_About this task:_ In the entries that follow, the first line to write out is the one containing "rendering with colors.", and the last is the one containing "let mut lines = Vec::new();". Reproduce that stretch exactly, with nothing before or after it.

Collected data:
-----
//! Terminal output for merged bookings.
//!
//! Events carry a dot in their source's color; cross-source overlaps print
//! red and same-source overlaps yellow.

use calmerge_core::{BookingEvent, ConflictPair, MergeResult, Source, SourceFailure};
use owo_colors::OwoColorize;

/// Extension trait for TUI rendering with colors.
pub trait Render {
    fn render(&self) -> String;
}

/// Parse a `#rrggbb` tag. Anything else renders uncolored.
fn parse_hex(color: &str) -> Option<(u8, u8, u8)> {
    let hex = color.strip_prefix('#')?;
    if hex.len() != 6 {
        return None;
    }
    let channel = |i: usize| u8::from_str_radix(hex.get(i..i + 2)?, 16).ok();
    Some((channel(0)?, channel(2)?, channel(4)?))
}

/// A dot in the source's color.
fn color_dot(color: &str) -> String {
    match parse_hex(color) {
        Some((r, g, b)) => "●".truecolor(r, g, b).to_string(),
        None => "●".to_string(),
    }
}

impl Render for BookingEvent {
    fn render(&self) -> String {
        format!(
            "{} {} {} {}",
            color_dot(self.color()),
            self.title(),
            self.render_time_range().dimmed(),
            format!("({})", self.source_name()).dimmed()
        )
    }
}

impl Render for ConflictPair<'_> {
    fn render(&self) -> String {
        let (from, to) = self.overlap();
        let scope = if self.is_cross_source() {
            "double-booked".red().to_string()
        } else {
            "overlap within one source".yellow().to_string()
        };

        format!(
            "{} {} {}\n   {}\n   {}",
            "!".red().bold(),
            scope,
            format!("{} → {}", from.format("%Y-%m-%d %H:%M"), to.format("%Y-%m-%d %H:%M")).dimmed(),
            self.earlier.render(),
            self.later.render()
        )
    }
}

impl Render for SourceFailure {
    fn render(&self) -> String {
        format!("{} {}", "✗".red(), self.to_string().red())
    }
}

impl Render for Source {
    fn render(&self) -> String {
        let locator = self.locator.as_deref().unwrap_or("-");
        format!(
            "{} {} {} {}",
            color_dot(self.color_tag()),
            self.name.bold(),
            format!("[{}]", self.kind.as_str()).dimmed(),
            locator.dimmed()
        )
    }
}

impl Render for MergeResult {
    fn render(&self) -> String {
        let mut lines = Vec::new();

        if self.events.is_empty() {
            lines.push("No events".dimmed().to_string());
        }
        for event in &self.events {
            lines.push(event.render());
        }

        if !self.failures.is_empty() {
            lines.push(String::new());
            lines.push(format!(
                "{} {} could not be merged:",
                self.failures.len(),
                pluralize("source", self.failures.len())
            ));
            for failure in &self.failures {
                lines.push(format!("   {}", failure.render()));
            }
        }

        lines.join("\n")
    }
}

pub fn pluralize(word: &str, count: usize) -> String {
    if count == 1 {
        word.to_string()
    } else {
        format!("{word}s")
    }
}
use std::path::{Path, PathBuf};

use anyhow::{Context, Result};
use calmerge_core::ics::ICS_FILE_EXTENSION;
use calmerge_core::{ExportOptions, RandomUidGenerator};
use owo_colors::OwoColorize;

use crate::config::CalmergeConfig;
use crate::render::{Render, pluralize};

pub async fn run(
    config: &CalmergeConfig,
    output: Option<PathBuf>,
    uploads: &[PathBuf],
    all_day_as_date: bool,
) -> Result<()> {
    let output = ics_path(output.unwrap_or_else(|| config.export_path()))?;

    let result = super::load_merge(config, uploads).await?;

    let mut options = ExportOptions::default().with_calendar_name(&config.calendar_name);
    options.all_day_as_date = all_day_as_date;
    let document = result.export(&options, &mut RandomUidGenerator);

    write_atomic(&output, &document)?;

    println!(
        "{} {} {} to {}",
        "Exported".green(),
        result.events.len(),
        pluralize("event", result.events.len()),
        output.display()
    );

    if !result.is_complete() {
        println!("{}", "Some sources are missing from this export:".yellow());
        for failure in &result.failures {
            println!("   {}", failure.render());
        }
    }

    Ok(())
}

/// Add the calendar extension when missing; refuse any other extension.
fn ics_path(path: PathBuf) -> Result<PathBuf> {
    match path.extension().and_then(|e| e.to_str()) {
        None => Ok(path.with_extension(ICS_FILE_EXTENSION)),
        Some(ext) if ext.eq_ignore_ascii_case(ICS_FILE_EXTENSION) => Ok(path),
        Some(ext) => anyhow::bail!(
            "Refusing to write a calendar to a .{} file: {}",
            ext,
            path.display()
        ),
    }
}

/// Write through a sibling temp file so readers never see a partial export.
fn write_atomic(path: &Path, contents: &str) -> Result<()> {
    if let Some(parent) = path.parent().filter(|p| !p.as_os_str().is_empty()) {
        std::fs::create_dir_all(parent)
            .with_context(|| format!("Could not create {}", parent.display()))?;
    }

    let tmp = path.with_extension(format!("{ICS_FILE_EXTENSION}.tmp"));
    std::fs::write(&tmp, contents).with_context(|| format!("Could not write {}", tmp.display()))?;
    std::fs::rename(&tmp, path).with_context(|| format!("Could not write {}", path.display()))?;

    Ok(())
}

#[cfg(test)]
mod tests {
    use super::*;

    #[test]
    fn test_ics_path_adds_missing_extension() {
        assert_eq!(ics_path(PathBuf::from("out/merged")).unwrap(), PathBuf::from("out/merged.ics"));
        assert_eq!(ics_path(PathBuf::from("merged.ICS")).unwrap(), PathBuf::from("merged.ICS"));
    }

    #[test]
    fn test_ics_path_rejects_other_extensions() {
        assert!(ics_path(PathBuf::from("merged.json")).is_err());
    }

    #[test]
    fn test_write_atomic_creates_parent_and_leaves_no_temp() {
        let dir = tempfile::tempdir().unwrap();
        let path = dir.path().join("nested").join("merged.ics");

        write_atomic(&path, "BEGIN:VCALENDAR\r\nEND:VCALENDAR\r\n").unwrap();

        assert_eq!(
            std::fs::read_to_string(&path).unwrap(),
            "BEGIN:VCALENDAR\r\nEND:VCALENDAR\r\n"
        );
        assert!(!path.with_extension("ics.tmp").exists());
    }
}
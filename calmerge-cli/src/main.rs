mod commands;
mod config;
mod fetch;
mod render;
mod utils;

use std::path::PathBuf;

use anyhow::Result;
use clap::{Parser, Subcommand};
use tracing_subscriber::EnvFilter;

use crate::config::CalmergeConfig;

#[derive(Parser)]
#[command(name = "calmerge")]
#[command(about = "Merge booking calendar feeds, spot double-bookings and export one calendar")]
#[command(version)]
struct Cli {
    /// Log debug details to stderr (RUST_LOG takes precedence)
    #[arg(short, long, global = true)]
    verbose: bool,

    /// Use this config file instead of ~/.config/calmerge/config.toml
    #[arg(long, global = true)]
    config: Option<PathBuf>,

    #[command(subcommand)]
    command: Commands,
}

#[derive(Subcommand)]
enum Commands {
    /// Manage the configured feeds
    Sources {
        #[command(subcommand)]
        command: SourcesCommand,
    },
    /// Fetch every source and print the merged events
    Merge {
        /// Also merge these .ics files
        #[arg(short, long = "upload", value_name = "FILE")]
        uploads: Vec<PathBuf>,

        /// Print JSON instead of a listing
        #[arg(long)]
        json: bool,
    },
    /// Print overlapping bookings
    Conflicts {
        /// Also merge these .ics files
        #[arg(short, long = "upload", value_name = "FILE")]
        uploads: Vec<PathBuf>,

        /// Print JSON instead of a listing
        #[arg(long)]
        json: bool,
    },
    /// Write the merged calendar to a .ics file
    Export {
        /// Output file (defaults to export_path from the config)
        #[arg(short, long)]
        output: Option<PathBuf>,

        /// Also merge these .ics files
        #[arg(short, long = "upload", value_name = "FILE")]
        uploads: Vec<PathBuf>,

        /// Write whole-day events as dates instead of UTC timestamps
        #[arg(long)]
        all_day_as_date: bool,
    },
    /// Re-export periodically until interrupted
    Watch,
}

#[derive(Subcommand)]
enum SourcesCommand {
    /// List configured sources
    List,
    /// Add a feed by URL or file path
    Add {
        #[arg(short, long)]
        name: String,

        /// airbnb, vrbo, booking, manual or other
        #[arg(short, long)]
        kind: Option<String>,

        #[arg(long, conflicts_with = "path")]
        url: Option<String>,

        #[arg(long)]
        path: Option<PathBuf>,
    },
    /// Remove a source by id
    Remove {
        id: String,

        /// Skip confirmation prompt
        #[arg(short, long)]
        force: bool,
    },
}

fn init_tracing(verbose: bool) {
    let default_level = if verbose {
        tracing::Level::DEBUG
    } else {
        tracing::Level::WARN
    };

    let filter = EnvFilter::builder()
        .with_default_directive(default_level.into())
        .from_env_lossy();

    tracing_subscriber::fmt()
        .with_env_filter(filter)
        .with_writer(std::io::stderr)
        .init();
}

#[tokio::main]
async fn main() -> Result<()> {
    let cli = Cli::parse();
    init_tracing(cli.verbose);

    let config_path = cli.config.as_deref();

    match cli.command {
        Commands::Sources { command } => {
            let mut config = CalmergeConfig::load(config_path)?;
            match command {
                SourcesCommand::List => commands::sources::list(&config),
                SourcesCommand::Add {
                    name,
                    kind,
                    url,
                    path,
                } => commands::sources::add(&mut config, name, kind, url, path),
                SourcesCommand::Remove { id, force } => {
                    commands::sources::remove(&mut config, &id, force)
                }
            }
        }
        Commands::Merge { uploads, json } => {
            let config = require_sources(config_path, &uploads)?;
            commands::merge::run(&config, &uploads, json).await
        }
        Commands::Conflicts { uploads, json } => {
            let config = require_sources(config_path, &uploads)?;
            commands::conflicts::run(&config, &uploads, json).await
        }
        Commands::Export {
            output,
            uploads,
            all_day_as_date,
        } => {
            let config = require_sources(config_path, &uploads)?;
            commands::export::run(&config, output, &uploads, all_day_as_date).await
        }
        Commands::Watch => {
            require_sources(config_path, &[])?;
            commands::watch::run(config_path).await
        }
    }
}

fn require_sources(config_path: Option<&std::path::Path>, uploads: &[PathBuf]) -> Result<CalmergeConfig> {
    let config = CalmergeConfig::load(config_path)?;

    if config.sources.is_empty() && uploads.is_empty() {
        anyhow::bail!(
            "No sources configured.\n\n\
            Add your first feed with:\n  \
            calmerge sources add --name <NAME> --url <URL>\n\n\
            Example:\n  \
            calmerge sources add --name \"Beach house\" --kind airbnb --url https://www.airbnb.com/calendar/ical/123.ics"
        );
    }

    Ok(config)
}
//! Merged document generation.

use chrono::{DateTime, Utc};
use icalendar::{Calendar, Component, EventLike, Property, ValueType};

use super::{CRLF, GENERATED_UID_SUFFIX, UID_DOMAIN_SUFFIX, UTC_FORMAT};
use crate::event::BookingEvent;
use crate::identity::UidGenerator;

const PRODID_LINE: &str = "PRODID:-//calmerge//Merged bookings//EN";

/// Settings for one export.
#[derive(Debug, Clone)]
pub struct ExportOptions {
    /// Written as `X-WR-CALNAME` when set.
    pub calendar_name: Option<String>,
    /// DTSTAMP of every event. Fixed per export so output is deterministic.
    pub generated_at: DateTime<Utc>,
    /// Emit whole-day events as `VALUE=DATE` instead of UTC timestamps.
    pub all_day_as_date: bool,
}

impl ExportOptions {
    pub fn new(generated_at: DateTime<Utc>) -> Self {
        ExportOptions {
            calendar_name: None,
            generated_at,
            all_day_as_date: false,
        }
    }

    pub fn with_calendar_name(mut self, name: impl Into<String>) -> Self {
        self.calendar_name = Some(name.into());
        self
    }
}

impl Default for ExportOptions {
    fn default() -> Self {
        ExportOptions::new(Utc::now())
    }
}

/// Serialize events into one calendar document, one VEVENT per event, in
/// input order.
///
/// Feed UIDs carry [`UID_DOMAIN_SUFFIX`]. Events without one get a fresh UID
/// from `uids` marked with [`GENERATED_UID_SUFFIX`]. Lines end with CRLF.
pub fn export_calendar(
    events: &[BookingEvent],
    options: &ExportOptions,
    uids: &mut dyn UidGenerator,
) -> String {
    let mut cal = Calendar::new();

    if let Some(ref name) = options.calendar_name {
        cal.append_property(Property::new("X-WR-CALNAME", single_line(name)));
    }

    let dtstamp = options.generated_at.format(UTC_FORMAT).to_string();

    for event in events {
        let uid = match event.uid() {
            Some(uid) => format!("{uid}{UID_DOMAIN_SUFFIX}"),
            None => format!("{}{GENERATED_UID_SUFFIX}", uids.next_uid()),
        };

        let mut ics_event = icalendar::Event::new();
        ics_event.uid(&uid);
        ics_event.add_property("DTSTAMP", &dtstamp);

        let as_date = options.all_day_as_date && event.is_all_day();
        add_instant_property(&mut ics_event, "DTSTART", event.start(), as_date);
        add_instant_property(&mut ics_event, "DTEND", event.end(), as_date);

        ics_event.summary(&single_line(event.title()));
        ics_event.description(&format!("Source: {}", single_line(event.source_name())));

        cal.push(ics_event.done());
    }

    let cal = cal.done();
    tracing::debug!(events = events.len(), "exported merged calendar");

    normalize_lines(&cal.to_string())
}

/// Write a start/end instant: compact UTC form, or a bare date.
fn add_instant_property(
    ics_event: &mut icalendar::Event,
    name: &str,
    instant: DateTime<Utc>,
    as_date: bool,
) {
    if as_date {
        let mut prop = Property::new(name, instant.format("%Y%m%d").to_string());
        prop.append_parameter(ValueType::Date);
        ics_event.append_property(prop);
    } else {
        ics_event.add_property(name, instant.format(UTC_FORMAT).to_string());
    }
}

/// Collapse embedded line breaks into spaces.
fn single_line(text: &str) -> String {
    text.replace("\r\n", " ").replace(['\r', '\n'], " ")
}

/// Clean up output from the icalendar crate
/// - Replace PRODID with our own
/// - Remove CALSCALE:GREGORIAN (it's the default)
/// - Terminate every line, folded continuations included, with CRLF
fn normalize_lines(ics: &str) -> String {
    let mut result = String::with_capacity(ics.len());

    for line in ics.lines() {
        if line.is_empty() {
            continue;
        }

        if line.starts_with("PRODID:") {
            result.push_str(PRODID_LINE);
            result.push_str(CRLF);
            continue;
        }

        if line == "CALSCALE:GREGORIAN" {
            continue;
        }

        result.push_str(line);
        result.push_str(CRLF);
    }

    result
}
-----
_Written solution:_
/// Extension trait for TUI rendering with colors.
pub trait Render {
    fn render(&self) -> String;
}

/// Parse a `#rrggbb` tag. Anything else renders uncolored.
fn parse_hex(color: &str) -> Option<(u8, u8, u8)> {
    let hex = color.strip_prefix('#')?;
    if hex.len() != 6 {
        return None;
    }
    let channel = |i: usize| u8::from_str_radix(hex.get(i..i + 2)?, 16).ok();
    Some((channel(0)?, channel(2)?, channel(4)?))
}

/// A dot in the source's color.
fn color_dot(color: &str) -> String {
    match parse_hex(color) {
        Some((r, g, b)) => "●".truecolor(r, g, b).to_string(),
        None => "●".to_string(),
    }
}

impl Render for BookingEvent {
    fn render(&self) -> String {
        format!(
            "{} {} {} {}",
            color_dot(self.color()),
            self.title(),
            self.render_time_range().dimmed(),
            format!("({})", self.source_name()).dimmed()
        )
    }
}

impl Render for ConflictPair<'_> {
    fn render(&self) -> String {
        let (from, to) = self.overlap();
        let scope = if self.is_cross_source() {
            "double-booked".red().to_string()
        } else {
            "overlap within one source".yellow().to_string()
        };

        format!(
            "{} {} {}\n   {}\n   {}",
            "!".red().bold(),
            scope,
            format!("{} → {}", from.format("%Y-%m-%d %H:%M"), to.format("%Y-%m-%d %H:%M")).dimmed(),
            self.earlier.render(),
            self.later.render()
        )
    }
}

impl Render for SourceFailure {
    fn render(&self) -> String {
        format!("{} {}", "✗".red(), self.to_string().red())
    }
}

impl Render for Source {
    fn render(&self) -> String {
        let locator = self.locator.as_deref().unwrap_or("-");
        format!(
            "{} {} {} {}",
            color_dot(self.color_tag()),
            self.name.bold(),
            format!("[{}]", self.kind.as_str()).dimmed(),
            locator.dimmed()
        )
    }
}

impl Render for MergeResult {
    fn render(&self) -> String {
        let mut lines = Vec::new();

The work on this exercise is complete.